- Records for this task -

impl Environment {
    pub fn new() -> Self {
        let pid = std::process::id() as i32;
        Self {
            scopes: ScopeStack::default(),
            options: ShellOptions::default(),
            aliases: AliasTable::default(),
            functions: FunctionTable::default(),
            positional: Vec::new(),
            arg0: "marsh".to_string(),
            last_status: 0,
            pipestatus: Vec::new(),
            last_bg_pid: None,
            shell_pid: pid,
            current_pid: pid,
            ppid: nix::unistd::getppid().as_raw(),
            current_line: 0,
            rematch: Vec::new(),
            func_stack: Vec::new(),
            start_time: Instant::now(),
            seconds_offset: 0,
            rng: StdRng::from_entropy(),
            random_disabled: false,
            seconds_disabled: false,
        }
    }

    // =========================================================================
    // Reads
    // =========================================================================

    /// Value of `name`, serving dynamic specials first.
    pub fn value_of(&mut self, name: &str) -> Option<Value> {
        if let Some(v) = special::dynamic_value(self, name) {
            return Some(v);
        }
        self.scopes.lookup(name).and_then(|b| b.value.clone())
    }

    pub fn get_scalar(&mut self, name: &str) -> Option<String> {
        self.value_of(name).map(|v| v.to_scalar())
    }

    pub fn is_set(&mut self, name: &str) -> bool {
        self.value_of(name).is_some()
    }

    pub fn attrs_of(&self, name: &str) -> Attributes {
        self.scopes.lookup(name).map(|b| b.attrs).unwrap_or_default()
    }

    /// IFS with the POSIX default when unset.
    pub fn ifs(&mut self) -> String {
        match self.value_of("IFS") {
            Some(v) => v.to_scalar(),
            None => " \t\n".to_string(),
        }
    }

    // =========================================================================
    // Writes
    // =========================================================================

    pub fn set_scalar(&mut self, name: &str, value: impl Into<String>) -> Result<(), EnvError> {
        self.set_value(name, Value::Scalar(value.into()), SetScope::Normal)
    }

    pub fn set_value(&mut self, name: &str, value: Value, scope: SetScope) -> Result<(), EnvError> {
        if !is_valid_name(name) {
            return Err(EnvError::InvalidName(name.to_string()));
        }
        if self.attrs_of(name).readonly {
            return Err(EnvError::Readonly(name.to_string()));
        }

        // SECONDS and RANDOM assignments adjust the dynamic state.
        if name == "SECONDS" && !self.seconds_disabled {
            let target: i64 = value.to_scalar().parse().unwrap_or(0);
            self.seconds_offset = target - self.start_time.elapsed().as_secs() as i64;
            return Ok(());
        }
        if name == "RANDOM" && !self.random_disabled {
            let seed: u64 = value.to_scalar().parse().unwrap_or(0);
            self.rng = StdRng::seed_from_u64(seed);
            return Ok(());
        }

        let allexport = self.options.allexport;
        let binding = self.binding_for(name, scope);
        let attrs = binding.attrs;
        binding.value = Some(apply_case_attrs(attrs, value));
        if allexport {
            binding.attrs.exported = true;
        }
        Ok(())
    }

    fn binding_for(&mut self, name: &str, scope: SetScope) -> &mut Binding {
        match scope {
            SetScope::Normal => self.scopes.binding_for_set(name),
            SetScope::Global => self.scopes.binding_for_global(name),
            SetScope::Top => self.scopes.binding_for_top(name),
            SetScope::Local => {
                if self.scopes.binding_for_local(name).is_some() {
                    self.scopes.binding_for_local(name).unwrap()
                } else {
                    self.scopes.binding_for_global(name)
                }
            }
        }
    }

    /// `+=`: scalar append, integer add handled by the caller, array push.
    pub fn append_scalar(&mut self, name: &str, value: &str) -> Result<(), EnvError> {
        let existing = self.value_of(name);
        match existing {
            Some(Value::Indexed(mut map)) => {
                let next = map.keys().next_back().map(|k| k + 1).unwrap_or(0);
                map.insert(next, value.to_string());
                self.set_value(name, Value::Indexed(map), SetScope::Normal)
            }
            Some(Value::Scalar(s)) => self.set_scalar(name, format!("{}{}", s, value)),
            Some(Value::Assoc(_)) => Err(EnvError::InvalidName(name.to_string())),
            None => self.set_scalar(name, value),
        }
    }

    /// Assign one array element, creating an indexed array as needed.
    pub fn set_element(&mut self, name: &str, key: &str, index: i64, value: &str) -> Result<(), EnvError> {
        if self.attrs_of(name).readonly {
            return Err(EnvError::Readonly(name.to_string()));
        }
        let current = self.scopes.lookup(name).and_then(|b| b.value.clone());
        let updated = match current {
            Some(Value::Assoc(mut map)) => {
                map.insert(key.to_string(), value.to_string());
                Value::Assoc(map)
            }
            Some(Value::Indexed(mut map)) => {
                map.insert(index, value.to_string());
                Value::Indexed(map)
            }
            Some(Value::Scalar(s)) => {
                // Subscripting a scalar promotes it to an indexed array with
                // the old value at 0.
                let mut map = std::collections::BTreeMap::new();
                if !s.is_empty() || index != 0 {
                    map.insert(0, s);
                }
                map.insert(index, value.to_string());
                Value::Indexed(map)
            }
            None => {
                let mut map = std::collections::BTreeMap::new();
                map.insert(index, value.to_string());
                Value::Indexed(map)
            }
        };
        self.set_value(name, updated, SetScope::Normal)
    }

    pub fn unset(&mut self, name: &str) -> Result<bool, EnvError> {
        if self.attrs_of(name).readonly {
            return Err(EnvError::Readonly(name.to_string()));
        }
        match name {
            "RANDOM" => self.random_disabled = true,
            "SECONDS" => self.seconds_disabled = true,
            _ => {}
        }
        Ok(self.scopes.remove(name))
    }

    /// Adjust attributes, creating a valueless binding when absent.
    pub fn modify_attrs(
        &mut self,
        name: &str,
        f: impl FnOnce(&mut Attributes),
    ) -> Result<(), EnvError> {
        if !is_valid_name(name) {
            return Err(EnvError::InvalidName(name.to_string()));
        }
        let binding = self.scopes.binding_for_set(name);
        // Removing readonly is refused; everything else is fair.
        let was_readonly = binding.attrs.readonly;
        f(&mut binding.attrs);
        if was_readonly && !binding.attrs.readonly {
            binding.attrs.readonly = true;
            return Err(EnvError::Readonly(name.to_string()));
        }
        Ok(())
    }

    // =========================================================================
    // Positional parameters
    // =========================================================================

    pub fn positional_params(&self) -> &[String] {
        &self.positional
    }

    pub fn set_positionals(&mut self, params: Vec<String>) {
        self.positional = params;
    }

    pub fn num_positional(&self) -> usize {
        self.positional.len()
    }

    pub fn get_positional(&self, n: usize) -> Option<String> {
        if n == 0 {
            return Some(self.arg0.clone());
        }
        self.positional.get(n - 1).cloned()
    }

    pub fn shift(&mut self, n: usize) -> bool {
        if n > self.positional.len() {
            return false;
        }
        self.positional.drain(..n);
        true
    }

    // =========================================================================
    // Scopes
    // =========================================================================

    pub fn push_scope(&mut self, kind: FrameKind) {
        self.scopes.push(kind);
    }

    pub fn pop_scope(&mut self) {
        self.scopes.pop();
    }

    /// Run `f` with an option temporarily forced to `value`.
    pub fn with_option<T>(
        &mut self,
        name: &str,
        value: bool,
        f: impl FnOnce(&mut Self) -> T,
    ) -> T {
        let prev = self.options.query(name);
        let _ = self.options.set_by_name(name, value);
        let out = f(self);
        if let Some(prev) = prev {
            let _ = self.options.set_by_name(name, prev);
        }
        out
    }

    // =========================================================================
    // Exported environment
    // =========================================================================

    /// Exported scalar bindings for a child's environment. Arrays are not
    /// exported.
    pub fn export_map(&self) -> Vec<(String, String)> {
        let mut out: Vec<(String, String)> = self
            .scopes
            .visible()
            .into_iter()
            .filter(|(_, b)| b.attrs.exported)
            .filter_map(|(name, b)| match &b.value {
                Some(Value::Scalar(s)) => Some((name.to_string(), s.clone())),
                _ => None,
            })
            .collect();
        out.sort();
        out
    }

    /// Variable names starting with `prefix`, sorted (`${!prefix*}`).
    pub fn names_with_prefix(&self, prefix: &str) -> Vec<String> {
        let mut names: Vec<String> = self
            .scopes
            .visible()
            .into_iter()
            .filter(|(name, b)| name.starts_with(prefix) && b.value.is_some())
            .map(|(name, _)| name.to_string())
            .collect();
        names.sort();
        names
    }

    pub(crate) fn seconds(&self) -> i64 {
        self.start_time.elapsed().as_secs() as i64 + self.seconds_offset
    }
}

- What you will do -
In exact wording, restate the lines of the data above from the first through the one holding "if let Some(v)", and stop after that line.

- Response area -
impl Environment {
    pub fn new() -> Self {
        let pid = std::process::id() as i32;
        Self {
            scopes: ScopeStack::default(),
            options: ShellOptions::default(),
            aliases: AliasTable::default(),
            functions: FunctionTable::default(),
            positional: Vec::new(),
            arg0: "marsh".to_string(),
            last_status: 0,
            pipestatus: Vec::new(),
            last_bg_pid: None,
            shell_pid: pid,
            current_pid: pid,
            ppid: nix::unistd::getppid().as_raw(),
            current_line: 0,
            rematch: Vec::new(),
            func_stack: Vec::new(),
            start_time: Instant::now(),
            seconds_offset: 0,
            rng: StdRng::from_entropy(),
            random_disabled: false,
            seconds_disabled: false,
        }
    }

    // =========================================================================
    // Reads
    // =========================================================================

    /// Value of `name`, serving dynamic specials first.
    pub fn value_of(&mut self, name: &str) -> Option<Value> {
        if let Some(v) = special::dynamic_value(self, name) {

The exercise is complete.